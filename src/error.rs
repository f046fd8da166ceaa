//! Error types for typed records.
//!
//! Only the typed-record layer can fail. Trie bookkeeping never surfaces as an
//! error, and reads report absence with `None` or a caller-supplied default.

use std::fmt;

/// Errors raised at the boundary of a typed record or a record session.
///
/// Every error is raised before any trie node is touched, so the receiver is
/// left exactly as it was.
///
/// # Examples
///
/// ```rust
/// use typed_map::RecordError;
///
/// let error = RecordError::UnknownField {
///     schema: "Sale",
///     field: "color".to_string(),
/// };
/// assert_eq!(format!("{error}"), "Sale has no field named `color`");
/// ```
#[derive(Debug, Clone, PartialEq, Eq)]
pub enum RecordError {
    /// A write named a field the schema does not declare.
    UnknownField {
        /// Name of the schema that rejected the write.
        schema: &'static str,
        /// The rejected field name.
        field: String,
    },
    /// A session was asked for an operation other than `set`.
    UnsupportedInSession {
        /// The rejected operation.
        operation: &'static str,
    },
    /// A mutable handle was used after `as_immutable`.
    SessionClosed,
    /// A key path was empty or deeper than the typed path API allows.
    InvalidKeyPath {
        /// Number of keys supplied.
        depth: usize,
    },
}

impl fmt::Display for RecordError {
    fn fmt(&self, formatter: &mut fmt::Formatter<'_>) -> fmt::Result {
        match self {
            Self::UnknownField { schema, field } => {
                write!(formatter, "{schema} has no field named `{field}`")
            }
            Self::UnsupportedInSession { operation } => write!(
                formatter,
                "`{operation}` is not available inside a mutation session; only `set` is"
            ),
            Self::SessionClosed => write!(formatter, "mutation session already closed"),
            Self::InvalidKeyPath { depth } => write!(
                formatter,
                "key path must hold between 1 and {} keys, got {depth}",
                crate::record::MAX_PATH_DEPTH
            ),
        }
    }
}

impl std::error::Error for RecordError {}
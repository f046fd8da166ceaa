//! # typed-map
//!
//! Persistent, schema-typed records for Rust.
//!
//! ## Overview
//!
//! A record is an immutable keyed map whose field set is fixed by a schema.
//! Every update returns a new record that shares all untouched structure with
//! the original, so old versions stay valid and cheap to keep around.
//!
//! - **Persistent map**: a hash array mapped trie with copy-on-write updates,
//!   a cached order-independent hash and a transient mode for batch edits
//! - **Values**: [`Value`] holds scalars, lists and nested mappings, either
//!   persistent or plain
//! - **Paths**: multi-level `get_in`/`set_in`/`update_in`/`delete_in`/
//!   `merge_in` across nested mappings
//! - **Records**: [`TypedMap`] over a [`Schema`], with typed [`Field`]
//!   handles and batched [`RecordSession`]s
//!
//! ## Feature Flags
//!
//! - `arc` (default): thread-safe reference counting; published maps and
//!   records are `Send + Sync`
//! - `derive` (default): `#[derive(Schema)]`
//! - `serde`: `Serialize`/`Deserialize` for maps, values and records
//! - `full`: Enable all features
//!
//! ## Example
//!
//! ```rust
//! use typed_map::prelude::*;
//!
//! #[derive(Schema)]
//! struct Customer {
//!     name: String,
//!     profile: PersistentMap<String, Value>,
//! }
//!
//! let customer = TypedMap::<Customer>::default().set(Customer::NAME, "Ada".to_string());
//! let city = KeyPath::new(["profile", "address", "city"])?;
//!
//! let moved = customer.set_in(&city, "LA")?;
//! assert_eq!(moved.get_in_as::<String>(&city).as_deref(), Some("LA"));
//! assert!(!customer.has_in(&city));
//! # Ok::<(), RecordError>(())
//! ```

#![forbid(unsafe_code)]
#![warn(missing_docs)]
#![warn(clippy::all)]
#![warn(clippy::pedantic)]
#![warn(clippy::nursery)]
// Note: Disabling redundant_closure_for_method_calls due to clippy 0.1.92 panic bug
#![allow(clippy::redundant_closure_for_method_calls)]

extern crate self as typed_map;

/// Prelude module for convenient imports.
///
/// # Usage
///
/// ```rust
/// use typed_map::prelude::*;
/// ```
pub mod prelude {
    pub use crate::container::Container;
    pub use crate::error::RecordError;
    pub use crate::persistent::{PersistentMap, TransientMap};
    pub use crate::record::{Field, FieldValue, KeyPath, MutableRecord, RecordSession, Schema, TypedMap};
    pub use crate::value::{PlainMap, Value};

    #[cfg(feature = "derive")]
    pub use typed_map_derive::Schema;
}

pub mod container;
pub mod error;
pub mod merge;
pub mod path;
pub mod persistent;
pub mod record;
pub mod value;

pub use container::Container;
pub use error::RecordError;
pub use record::{Field, FieldValue, KeyPath, MAX_PATH_DEPTH, MutableRecord, RecordSession, Schema, TypedMap};
pub use value::{PlainMap, Value};

/// Derives [`Schema`] for a struct with named fields.
///
/// Each field becomes a record field; its type must implement
/// [`FieldValue`]. The derive generates:
///
/// - `TYPE_NAME`, `FIELDS` and `defaults()`
/// - one `Field` constant per field, named after it in upper case
/// - `into_fields` / `from_record` for converting struct instances
///
/// A field's default is `Default::default()` unless given with
/// `#[field(default = expr)]`.
#[cfg(feature = "derive")]
pub use typed_map_derive::Schema;
use crate::value::Value;

use super::typed::TypedMap;

/// The declared shape of a record: its name, its fields and their defaults.
///
/// A schema type is usually a plain struct deriving `Schema`: the struct's
/// fields become the record's fields, each field's type becomes its value
/// type, and an uppercase [`Field`](super::Field) constant is generated per
/// field.
///
/// # Examples
///
/// ```rust
/// use typed_map::{Schema, Value};
///
/// #[derive(Schema)]
/// struct Point {
///     x: i64,
///     #[field(default = 5)]
///     y: i64,
/// }
///
/// assert_eq!(Point::TYPE_NAME, "Point");
/// assert_eq!(Point::FIELDS, &["x", "y"]);
/// assert!(Point::has_field("y"));
/// assert_eq!(Point::defaults(), vec![("x", Value::from(0)), ("y", Value::from(5))]);
///
/// let record = Point { x: 1, y: 2 }.into_record();
/// assert_eq!(record.get(Point::X), Some(1));
/// ```
pub trait Schema: Sized + 'static {
    /// Name used in error messages and logs.
    const TYPE_NAME: &'static str;

    /// Every field the record may hold, in declaration order.
    const FIELDS: &'static [&'static str];

    /// Initial value of every field.
    fn defaults() -> Vec<(&'static str, Value)>;

    /// Converts a struct instance into its field values.
    fn into_fields(self) -> Vec<(&'static str, Value)>;

    /// Reads a struct instance back out of a record.
    ///
    /// Returns `None` when a field is missing or holds a value of another
    /// type.
    fn from_record(record: &TypedMap<Self>) -> Option<Self>;

    /// Returns `true` if `name` is a declared field.
    fn has_field(name: &str) -> bool {
        Self::FIELDS.contains(&name)
    }

    /// Builds a record holding this instance's field values.
    fn into_record(self) -> TypedMap<Self> {
        TypedMap::from_fields(self.into_fields())
    }
}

------

Action item:
Reproduce only the lines between the line containing "fn defaults() ->" and the last line of the records, those two lines included, exactly.

Result for this task:
    fn defaults() -> Vec<(&'static str, Value)>;

    /// Converts a struct instance into its field values.
    fn into_fields(self) -> Vec<(&'static str, Value)>;

    /// Reads a struct instance back out of a record.
    ///
    /// Returns `None` when a field is missing or holds a value of another
    /// type.
    fn from_record(record: &TypedMap<Self>) -> Option<Self>;

    /// Returns `true` if `name` is a declared field.
    fn has_field(name: &str) -> bool {
        Self::FIELDS.contains(&name)
    }

    /// Builds a record holding this instance's field values.
    fn into_record(self) -> TypedMap<Self> {
        TypedMap::from_fields(self.into_fields())
    }
}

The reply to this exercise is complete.